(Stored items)
Content starts

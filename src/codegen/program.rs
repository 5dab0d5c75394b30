//! Whole programs: statements, scattering functions and the generated loop tree.

use log::{debug, info, warn};
use num_traits::Zero;
use serde::{Serialize, Deserialize};
use std::fmt;
use std::sync::Arc;

use crate::codegen::block::{BlockArena, BlockId, Statement};
use crate::codegen::loops::{GenerationItem, Generator, Loop};
use crate::codegen::names::{self, Names, FIRST_ITERATOR, FIRST_PARAMETER, SCATTERING_PREFIX};
use crate::polyhedral::{AffineMap, Domain, PolyContext, Value};
use crate::utils::errors::{PolyError, PolyResult};
use crate::GenerationOptions;

/// Output language tag of a program.
#[derive(Debug, Clone, Copy, Default, PartialEq, Eq, Hash, Serialize, Deserialize)]
pub enum Language {
    /// C
    #[default]
    C,
    /// Fortran
    Fortran,
}

impl Language {
    /// Parse the one-letter tag of the input format.
    pub fn from_tag(tag: char) -> Option<Self> {
        match tag {
            'c' | 'C' => Some(Language::C),
            'f' | 'F' => Some(Language::Fortran),
            _ => None,
        }
    }

    /// The one-letter tag of the input format.
    pub fn tag(self) -> char {
        match self {
            Language::C => 'c',
            Language::Fortran => 'f',
        }
    }
}

impl fmt::Display for Language {
    fn fmt(&self, f: &mut fmt::Formatter<'_>) -> fmt::Result {
        match self {
            Language::C => write!(f, "C"),
            Language::Fortran => write!(f, "Fortran"),
        }
    }
}

/// Everything a program is built from.
///
/// Statement domains span the statement iterators followed by the
/// parameters. Scattering functions, when present, come one per statement
/// and span the scattering dimensions, the statement iterators and the
/// parameters.
#[derive(Debug, Clone, PartialEq, Eq, Serialize, Deserialize)]
pub struct ProgramInput {
    /// Language tag
    pub language: Language,
    /// Constraints on the parameters
    pub context: Domain,
    /// Parameter names, generated when absent
    pub parameter_names: Option<Vec<String>>,
    /// Iteration domain of each statement
    pub statements: Vec<Domain>,
    /// Iterator names, generated when absent
    pub iterator_names: Option<Vec<String>>,
    /// Scattering function of each statement, or none at all
    pub scatterings: Vec<Domain>,
    /// Scattering dimension names, generated when absent
    pub scattering_names: Option<Vec<String>>,
}

impl ProgramInput {
    /// An input with the given parameter context and no statement.
    pub fn new(context: Domain) -> Self {
        Self {
            language: Language::C,
            context,
            parameter_names: None,
            statements: Vec::new(),
            iterator_names: None,
            scatterings: Vec::new(),
            scattering_names: None,
        }
    }

    /// Add a statement.
    pub fn with_statement(mut self, domain: Domain) -> Self {
        self.statements.push(domain);
        self
    }

    /// Add the scattering function of the next statement.
    pub fn with_scattering(mut self, scattering: Domain) -> Self {
        self.scatterings.push(scattering);
        self
    }

    /// Number of parameters.
    pub fn nb_parameters(&self) -> usize {
        self.context.dim()
    }
}

/// A statement on its way through blocking and scattering.
struct Entry {
    block: BlockId,
    depth: usize,
    domain: Domain,
    scattering: Option<Domain>,
}

/// A generated program.
#[derive(Debug, Clone)]
pub struct Program {
    language: Language,
    nb_scattdims: usize,
    context: Domain,
    loops: Vec<Loop>,
    names: Arc<Names>,
    blocks: BlockArena,
    block_list: Vec<BlockId>,
    scaldims: Vec<bool>,
    compilable: Option<i64>,
}

impl Program {
    /// Build a program with the backend selected in `options`.
    pub fn build(input: &ProgramInput, options: &GenerationOptions) -> PolyResult<Program> {
        let ctx = PolyContext::new(options.backend, options.max_rows);
        Self::build_with(input, options, &ctx)
    }

    /// Build a program with a caller-provided backend context.
    pub fn build_with(input: &ProgramInput, options: &GenerationOptions, ctx: &PolyContext) -> PolyResult<Program> {
        let nb_par = input.nb_parameters();
        if input.context.is_marked_empty() || ctx.is_empty(&input.context)? {
            return Err(PolyError::EmptyContext);
        }
        let depths = statement_depths(input)?;
        let nb_iterators = depths.iter().copied().max().unwrap_or(0);
        let nb_scattdims = scattering_dims(input, &depths)?;
        info!(
            "building program: {} statement(s), {} parameter(s), {} scattering dimension(s)",
            input.statements.len(),
            nb_par,
            nb_scattdims
        );

        let mut blocks = BlockArena::new();
        let mut entries: Vec<Entry> = input
            .statements
            .iter()
            .zip(&depths)
            .enumerate()
            .map(|(i, (domain, &depth))| Entry {
                block: blocks.alloc(vec![Statement::new(i + 1)], depth),
                depth,
                domain: domain.clone(),
                scattering: input.scatterings.get(i).cloned(),
            })
            .collect();

        if nb_scattdims > 0 && !options.noblocks {
            entries = block_statements(entries, &mut blocks, nb_scattdims)?;
        }
        let mut scaldims = vec![false; nb_scattdims];
        if nb_scattdims > 0 && !options.noscalars {
            extract_scalars(&mut entries, &mut blocks, &mut scaldims);
        }
        let nb_remaining = nb_scattdims - scaldims.iter().filter(|&&s| s).count();

        let mut items = Vec::with_capacity(entries.len());
        for entry in &entries {
            let domain = match &entry.scattering {
                Some(scattering) => scatter(ctx, &entry.domain, scattering)?,
                None => entry.domain.clone(),
            };
            items.push(GenerationItem {
                domain,
                block: entry.block,
                depth: nb_remaining + entry.depth,
                scalars: blocks.get(entry.block).scalars().to_vec(),
            });
        }

        let (first_level, last_level) = separation_levels(options, nb_scattdims);
        let generator =
            Generator::new(ctx, nb_par, &scaldims, !options.nosimplify).with_levels(first_level, last_level);
        let loops = generator.generate(&items, &input.context, 1, 0)?;
        for node in &loops {
            for leaf in node.iter() {
                if let Some(id) = leaf.block() {
                    blocks.share(id);
                }
            }
        }
        debug!("{} live block(s) after generation", blocks.live_count());

        let names = Names {
            scalars: Vec::new(),
            scattering: fill_names(
                input.scattering_names.as_deref(),
                names::generate_prefixed(SCATTERING_PREFIX, nb_scattdims),
            ),
            iterators: fill_names(
                input.iterator_names.as_deref(),
                names::generate_letters(FIRST_ITERATOR, nb_iterators),
            ),
            parameters: fill_names(
                input.parameter_names.as_deref(),
                names::generate_letters(FIRST_PARAMETER, nb_par),
            ),
        }
        .scalarize(&scaldims);

        Ok(Program {
            language: options.language.unwrap_or(input.language),
            nb_scattdims,
            context: input.context.clone(),
            loops,
            names: Arc::new(names),
            block_list: entries.iter().map(|e| e.block).collect(),
            blocks,
            scaldims,
            compilable: options.compilable,
        })
    }

    /// Language tag.
    pub fn language(&self) -> Language {
        self.language
    }

    /// Number of scattering dimensions in the input, scalar ones included.
    pub fn nb_scattdims(&self) -> usize {
        self.nb_scattdims
    }

    /// Number of parameters.
    pub fn nb_parameters(&self) -> usize {
        self.context.dim()
    }

    /// Constraints on the parameters.
    pub fn context(&self) -> &Domain {
        &self.context
    }

    /// Outermost nodes of the loop tree.
    pub fn loops(&self) -> &[Loop] {
        &self.loops
    }

    /// Dimension names.
    pub fn names(&self) -> &Arc<Names> {
        &self.names
    }

    /// The block arena.
    pub fn blocks(&self) -> &BlockArena {
        &self.blocks
    }

    /// Blocks in input order.
    pub fn block_list(&self) -> &[BlockId] {
        &self.block_list
    }

    /// Parameter value of the compilable C output, if requested.
    pub fn compilable(&self) -> Option<i64> {
        self.compilable
    }

    /// Per input scattering dimension: true when scalar.
    pub fn scaldims(&self) -> &[bool] {
        &self.scaldims
    }

    /// Every (statement, loop coordinates) pair the program executes for the
    /// given parameter values, in execution order.
    pub fn points(&self, params: &[i64]) -> PolyResult<Vec<(Statement, Vec<i64>)>> {
        if params.len() != self.nb_parameters() {
            return Err(PolyError::DimensionMismatch {
                operation: "parameter values",
                expected: self.nb_parameters(),
                found: params.len(),
            });
        }
        if !self.context.contains_i64(params) {
            warn!("parameter values {:?} lie outside the context", params);
            return Ok(Vec::new());
        }
        let mut points = Vec::new();
        for node in &self.loops {
            node.enumerate(&mut Vec::new(), params, &mut |id, coords| {
                for &stmt in self.blocks.get(id).statements() {
                    points.push((stmt, coords.to_vec()));
                }
            })?;
        }
        Ok(points)
    }

    /// Serializable view of the program.
    pub fn dump(&self) -> ProgramDump<'_> {
        ProgramDump {
            language: self.language,
            nb_scattdims: self.nb_scattdims,
            scaldims: &self.scaldims,
            context: &self.context,
            names: &self.names,
            blocks: self
                .block_list
                .iter()
                .map(|&id| {
                    let block = self.blocks.get(id);
                    BlockDump { statements: block.statements(), depth: block.depth(), scalars: block.scalars() }
                })
                .collect(),
            loops: &self.loops,
        }
    }
}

Content ends

# Task description:
Report all lines in the records that include the string "order".

# Answer:
    /// Blocks in input order.
    /// given parameter values, in execution order.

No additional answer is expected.